La película “Alejandro
Magno” ha causado un considerable revuelo tras su estreno
en EE.UU. Se acusaba a la película de regodearse en el amor
homosexual entre Alejandro Magno y su amiguete de la infancia Hefestión,
incluyendo algunas escenas de corte equívoco.
Nada
más lejos de la realidad: “Alejandro Magno” es
el relato, ante todo, de una amistad. El film muestra con claridad
que lo que hay entre Alejandro y Hefestión es una emotiva
relación de camaradería, fundamentada en años
de experiencias conjuntas en el gimnasio, la sauna y el intercambio
de muñequitas y trapitos. Sí, yo tampoco he tenido
nunca amigos así, aunque también es verdad que yo
no muestro mi “lado femenino” como los metrosexuales,
por la vía de gastarme 1000 euros en un par de zapatos, hacerme
mechas o pintarme las pestañas (recuerden que la metrosexualidad
se basa, según el lúcido análisis del principal
órgano de pensamiento español, El
País Semanal, en comprar trapitos, ponerse camisetas
ajustadas y acicalarse “como haría una mujer”,
lo cual demuestra, de paso, la profunda huella que han dejado Maruja
Torres y Rosa
Montero en la línea editorial del medio).
Ya
hemos comentado en el análisis de películas similares,
como Troya (a la cual se alude indirectamente
en Alejandro Magno), que el desarrollo de los efectos especiales
ha abierto un auténtico filón cinematográfico
en el género de las películas de época, filón
que apenas acaba de comenzar: si sufrieron viendo cómo Troya
destruía la Ilíada,
si se revolcaron en sus asientos contemplando el peculiar análisis
que se desplegaba en Gladiator de lo que representaba el asesinato
del emperador Cómodo, si no pudieron soportar la burla a
todo lo bueno y decente, y en particular al mito artúrico,
perpetrada en Arturo, prepárense: esto no ha hecho más
que comenzar. La invasión
de Irak fue una hefestionada, en términos de obrar sin
ningún tipo de asidero racional, comparada con lo que puede
hacer Hollywood cuando las grandes historias de todos los tiempos
caigan en sus malvadas manos. Imagínense a los
almogávares convertidos en sucios piratas, al Empecinado
transmutado en un contrabandista o al mismísimo Jesucristo
travestido en un iluminado pirao (el hecho de que todos estos cambios
probablemente correspondieran a la realidad no quita para que sigan
siendo indignantes).
Sin embargo, Alejandro Magno debería
ser, dentro de lo que cabe, otro cantar. Al fin y al cabo, está
dirigida por un realizador de prestigio, Oliver Stone, capaz de
aguantar monólogos y monólogos y monólogos
del Comandante o de hilar cuatro horas de película en torno
a “la bala mágica” que acabó con Kennedy.

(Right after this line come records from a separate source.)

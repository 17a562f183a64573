//! # Module Discovery
//!
//! Finds the ELF files that make up a target:
//! - live processes: file-backed mappings in `/proc/<pid>/maps`
//! - userspace core dumps: the `NT_FILE` note
//! - kernels: a `vmlinux` matching the running release, through [`KernelDebugInfo`]
//!
//! Each mapped file is reduced to one address range covering all of its
//! mappings.

use std::collections::BTreeMap;
use std::fmt;
use std::path::PathBuf;

use tracing::{debug, info};

use super::module::ModuleLoad;
use super::ReportSession;
use crate::error::{Result, StrataError};
use crate::target::FileNote;
use crate::vmcoreinfo::VmcoreInfo;

/// A file mapped into the target
#[derive(Debug, Clone, PartialEq, Eq)]
pub struct MappedFile
{
    /// Absolute path of the file
    pub path: PathBuf,
    /// Lowest mapped address
    pub start: u64,
    /// One past the highest mapped address
    pub end: u64,
}

fn group(mappings: impl IntoIterator<Item = (PathBuf, u64, u64)>) -> Vec<MappedFile>
{
    let mut files: BTreeMap<PathBuf, (u64, u64)> = BTreeMap::new();
    for (path, start, end) in mappings {
        files
            .entry(path)
            .and_modify(|range| {
                range.0 = range.0.min(start);
                range.1 = range.1.max(end);
            })
            .or_insert((start, end));
    }
    let mut files: Vec<MappedFile> = files
        .into_iter()
        .map(|(path, (start, end))| MappedFile { path, start, end })
        .collect();
    files.sort_by_key(|file| file.start);
    files
}

/// Parse the contents of `/proc/<pid>/maps`.
///
/// Anonymous mappings and pseudo-paths such as `[heap]` are skipped.
pub fn parse_proc_maps(contents: &str) -> Vec<MappedFile>
{
    let mappings = contents.lines().filter_map(|line| {
        // start-end perms offset dev inode path
        let mut fields = line.splitn(6, ' ');
        let range = fields.next()?;
        let path = fields.nth(4)?.trim_start();
        if !path.starts_with('/') {
            return None;
        }
        let path = path.strip_suffix(" (deleted)").unwrap_or(path);
        let (start, end) = range.split_once('-')?;
        let start = u64::from_str_radix(start, 16).ok()?;
        let end = u64::from_str_radix(end, 16).ok()?;
        Some((PathBuf::from(path), start, end))
    });
    group(mappings)
}

/// Parse an `NT_FILE` note.
///
/// The descriptor holds a count and a page size, then `count` triples of
/// (start, end, file offset in pages), then `count` NUL-terminated paths.
///
/// ## Errors
///
/// `Format` if the note is truncated.
pub fn parse_file_note(note: &FileNote) -> Result<Vec<MappedFile>>
{
    let truncated = || StrataError::Format("NT_FILE note is truncated".into());
    let word_size = if note.is_64_bit { 8 } else { 4 };
    let desc = note.desc.as_slice();
    let word = |index: usize| -> Result<u64> {
        let at = index * word_size;
        let bytes = desc.get(at..at + word_size).ok_or_else(truncated)?;
        let mut buf = [0u8; 8];
        if note.little_endian {
            buf[..word_size].copy_from_slice(bytes);
            Ok(u64::from_le_bytes(buf))
        } else {
            buf[8 - word_size..].copy_from_slice(bytes);
            Ok(u64::from_be_bytes(buf))
        }
    };

    let count = usize::try_from(word(0)?).map_err(|_| truncated())?;
    let names_start = count
        .checked_mul(3)
        .and_then(|n| n.checked_add(2))
        .and_then(|n| n.checked_mul(word_size))
        .ok_or_else(truncated)?;
    let mut names = desc.get(names_start..).ok_or_else(truncated)?.split(|&b| b == 0);

    let mut mappings = Vec::with_capacity(count.min(4096));
    for i in 0..count {
        let start = word(2 + 3 * i)?;
        let end = word(3 + 3 * i)?;
        let name = names.next().ok_or_else(truncated)?;
        let name = std::str::from_utf8(name).map_err(|_| StrataError::Format("NT_FILE path is not UTF-8".into()))?;
        if name.starts_with('/') {
            mappings.push((PathBuf::from(name), start, end));
        }
    }
    Ok(group(mappings))
}

/// Finds and reports debug info for a kernel target
pub trait KernelDebugInfo: Send + Sync
{
    /// Report `paths` and, with `auto`, whatever can be discovered for the
    /// kernel described by `vmcoreinfo`.
    ///
    /// Per-file failures go to the session; an `Err` aborts the whole report.
    fn report(
        &self,
        session: &mut ReportSession<'_>,
        paths: &[PathBuf],
        auto: bool,
        vmcoreinfo: Option<&VmcoreInfo>,
    ) -> Result<()>;
}

/// Default kernel discovery: look for `vmlinux` in the usual places
///
/// Templates contain `{release}`, replaced by the kernel release.
#[derive(Clone)]
pub struct VmlinuxSearch
{
    templates: Vec<String>,
}

impl VmlinuxSearch
{
    /// Search a custom list of path templates.
    pub fn with_templates(templates: impl IntoIterator<Item = impl Into<String>>) -> Self
    {
        VmlinuxSearch {
            templates: templates.into_iter().map(Into::into).collect(),
        }
    }

    /// Candidate paths for `release`, in search order.
    pub fn candidates(&self, release: &str) -> Vec<PathBuf>
    {
        self.templates
            .iter()
            .map(|template| PathBuf::from(template.replace("{release}", release)))
            .collect()
    }
}

impl Default for VmlinuxSearch
{
    fn default() -> Self
    {
        Self::with_templates([
            "/usr/lib/debug/boot/vmlinux-{release}",
            "/usr/lib/debug/lib/modules/{release}/vmlinux",
            "/boot/vmlinux-{release}",
            "/lib/modules/{release}/build/vmlinux",
            "/lib/modules/{release}/vmlinux",
        ])
    }
}

impl fmt::Debug for VmlinuxSearch
{
    fn fmt(&self, f: &mut fmt::Formatter<'_>) -> fmt::Result
    {
        f.debug_list().entries(&self.templates).finish()
    }
}

impl KernelDebugInfo for VmlinuxSearch
{
    fn report(
        &self,
        session: &mut ReportSession<'_>,
        paths: &[PathBuf],
        auto: bool,
        vmcoreinfo: Option<&VmcoreInfo>,
    ) -> Result<()>
    {
        let bias = vmcoreinfo.map_or(0, |info| info.kaslr_offset);
        for path in paths {
            session.report_elf(path, None, ModuleLoad::Biased { bias })?;
        }
        if !auto {
            return Ok(());
        }

        let Some(info) = vmcoreinfo else {
            session.report_error("kernel", "could not find vmlinux: kernel release is unknown");
            return Ok(());
        };
        match self.candidates(&info.osrelease).into_iter().find(|path| path.exists()) {
            Some(path) => {
                info!(path = %path.display(), "found vmlinux");
                session.report_elf(&path, Some("kernel"), ModuleLoad::Biased { bias })
            }
            None => {
                debug!(release = %info.osrelease, "no vmlinux in search path");
                session.report_error("kernel", "could not find vmlinux");
                Ok(())
            }
        }
    }
}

Y en efecto, lo es: si las demás películas de época
reseñadas pasaban olímpicamente, en mayor o menor
grado, de tener en cuenta el referente histórico o literario,
en el caso de Alejandro Magno se detecta un interés por ser
fieles al desarrollo de los acontecimientos, entre otras cosas porque
no es lo mismo relatar ficción (Troya, Arturo) que historia.
Naturalmente, el resultado es muchísimo peor: primero, porque
a pesar de su supuesto rigor la película patina por todos
lados, y segundo, porque se equivoca de medio a medio en lo que
respecta a incidir más en lo importante y menos en lo secundario.
¿Qué es lo importante
de la historia de Alejandro Magno? Básicamente:
1)
Alejandro aprovechó las innovaciones tácticas insertadas
por su padre, Filipo, en el ejército macedonio para atacar
el Imperio Persa. La principal innovación consistió
en la adaptación de la falange tebana de Epaminondas, convirtiendo
una especie de tanque rígido (la falange tebana era impenetrable
defendiendo de frente, pero le costaba muchísimo maniobrar)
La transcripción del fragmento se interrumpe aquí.